Recorded data:
****************************************

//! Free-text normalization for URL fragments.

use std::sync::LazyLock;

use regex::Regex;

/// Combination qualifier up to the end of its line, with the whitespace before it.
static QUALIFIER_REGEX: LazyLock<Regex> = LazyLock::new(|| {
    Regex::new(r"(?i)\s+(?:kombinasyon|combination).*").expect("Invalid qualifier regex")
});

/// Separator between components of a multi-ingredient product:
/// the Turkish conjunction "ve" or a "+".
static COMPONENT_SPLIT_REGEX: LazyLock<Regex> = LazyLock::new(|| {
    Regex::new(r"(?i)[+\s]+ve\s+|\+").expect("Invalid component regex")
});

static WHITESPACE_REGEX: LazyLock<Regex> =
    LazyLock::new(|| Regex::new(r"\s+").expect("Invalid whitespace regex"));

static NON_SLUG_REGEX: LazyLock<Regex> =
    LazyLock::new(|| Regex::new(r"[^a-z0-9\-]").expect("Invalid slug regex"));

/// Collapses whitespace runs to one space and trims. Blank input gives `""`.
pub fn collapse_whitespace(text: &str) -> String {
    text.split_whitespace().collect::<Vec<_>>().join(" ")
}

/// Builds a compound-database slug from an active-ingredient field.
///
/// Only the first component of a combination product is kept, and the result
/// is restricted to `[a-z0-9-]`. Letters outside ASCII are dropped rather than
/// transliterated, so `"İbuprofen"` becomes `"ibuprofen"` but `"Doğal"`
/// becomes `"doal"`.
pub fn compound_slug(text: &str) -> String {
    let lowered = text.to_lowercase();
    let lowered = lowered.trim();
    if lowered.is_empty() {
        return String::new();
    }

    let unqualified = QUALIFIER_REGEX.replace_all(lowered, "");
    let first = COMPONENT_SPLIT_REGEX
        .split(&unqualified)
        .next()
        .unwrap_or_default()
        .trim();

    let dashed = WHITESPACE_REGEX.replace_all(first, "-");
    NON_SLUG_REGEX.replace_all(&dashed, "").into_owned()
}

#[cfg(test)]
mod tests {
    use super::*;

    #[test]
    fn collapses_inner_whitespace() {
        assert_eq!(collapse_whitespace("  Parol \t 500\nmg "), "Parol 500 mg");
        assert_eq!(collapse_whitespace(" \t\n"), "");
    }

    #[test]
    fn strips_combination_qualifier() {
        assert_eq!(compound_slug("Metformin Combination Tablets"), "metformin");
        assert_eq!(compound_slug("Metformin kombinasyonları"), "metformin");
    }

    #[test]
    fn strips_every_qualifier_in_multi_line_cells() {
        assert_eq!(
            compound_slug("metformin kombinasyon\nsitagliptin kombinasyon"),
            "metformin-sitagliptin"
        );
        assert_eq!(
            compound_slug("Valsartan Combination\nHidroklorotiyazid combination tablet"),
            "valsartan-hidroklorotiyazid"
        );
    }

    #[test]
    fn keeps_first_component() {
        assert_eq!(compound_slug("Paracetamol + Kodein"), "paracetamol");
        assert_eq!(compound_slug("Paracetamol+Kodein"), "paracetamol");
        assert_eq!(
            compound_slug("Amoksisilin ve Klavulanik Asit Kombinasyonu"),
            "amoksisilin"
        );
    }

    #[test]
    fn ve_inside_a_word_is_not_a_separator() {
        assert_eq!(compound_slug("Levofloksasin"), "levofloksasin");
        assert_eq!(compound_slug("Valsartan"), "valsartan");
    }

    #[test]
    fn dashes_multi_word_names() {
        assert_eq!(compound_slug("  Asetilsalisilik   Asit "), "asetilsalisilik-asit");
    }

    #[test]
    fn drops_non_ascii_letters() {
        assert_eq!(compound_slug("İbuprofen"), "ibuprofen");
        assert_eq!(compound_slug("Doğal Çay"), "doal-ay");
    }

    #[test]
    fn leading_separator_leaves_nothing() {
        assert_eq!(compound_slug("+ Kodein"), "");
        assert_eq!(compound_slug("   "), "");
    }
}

****************************************

Task to complete
The answer should hold only the lines from the start of the records above through the line containing "Parol \t 500\nmg", each set down exactly.

Output below
//! Free-text normalization for URL fragments.

use std::sync::LazyLock;

use regex::Regex;

/// Combination qualifier up to the end of its line, with the whitespace before it.
static QUALIFIER_REGEX: LazyLock<Regex> = LazyLock::new(|| {
    Regex::new(r"(?i)\s+(?:kombinasyon|combination).*").expect("Invalid qualifier regex")
});

/// Separator between components of a multi-ingredient product:
/// the Turkish conjunction "ve" or a "+".
static COMPONENT_SPLIT_REGEX: LazyLock<Regex> = LazyLock::new(|| {
    Regex::new(r"(?i)[+\s]+ve\s+|\+").expect("Invalid component regex")
});

static WHITESPACE_REGEX: LazyLock<Regex> =
    LazyLock::new(|| Regex::new(r"\s+").expect("Invalid whitespace regex"));

static NON_SLUG_REGEX: LazyLock<Regex> =
    LazyLock::new(|| Regex::new(r"[^a-z0-9\-]").expect("Invalid slug regex"));

/// Collapses whitespace runs to one space and trims. Blank input gives `""`.
pub fn collapse_whitespace(text: &str) -> String {
    text.split_whitespace().collect::<Vec<_>>().join(" ")
}

/// Builds a compound-database slug from an active-ingredient field.
///
/// Only the first component of a combination product is kept, and the result
/// is restricted to `[a-z0-9-]`. Letters outside ASCII are dropped rather than
/// transliterated, so `"İbuprofen"` becomes `"ibuprofen"` but `"Doğal"`
/// becomes `"doal"`.
pub fn compound_slug(text: &str) -> String {
    let lowered = text.to_lowercase();
    let lowered = lowered.trim();
    if lowered.is_empty() {
        return String::new();
    }

    let unqualified = QUALIFIER_REGEX.replace_all(lowered, "");
    let first = COMPONENT_SPLIT_REGEX
        .split(&unqualified)
        .next()
        .unwrap_or_default()
        .trim();

    let dashed = WHITESPACE_REGEX.replace_all(first, "-");
    NON_SLUG_REGEX.replace_all(&dashed, "").into_owned()
}

#[cfg(test)]
mod tests {
    use super::*;

    #[test]
    fn collapses_inner_whitespace() {
        assert_eq!(collapse_whitespace("  Parol \t 500\nmg "), "Parol 500 mg");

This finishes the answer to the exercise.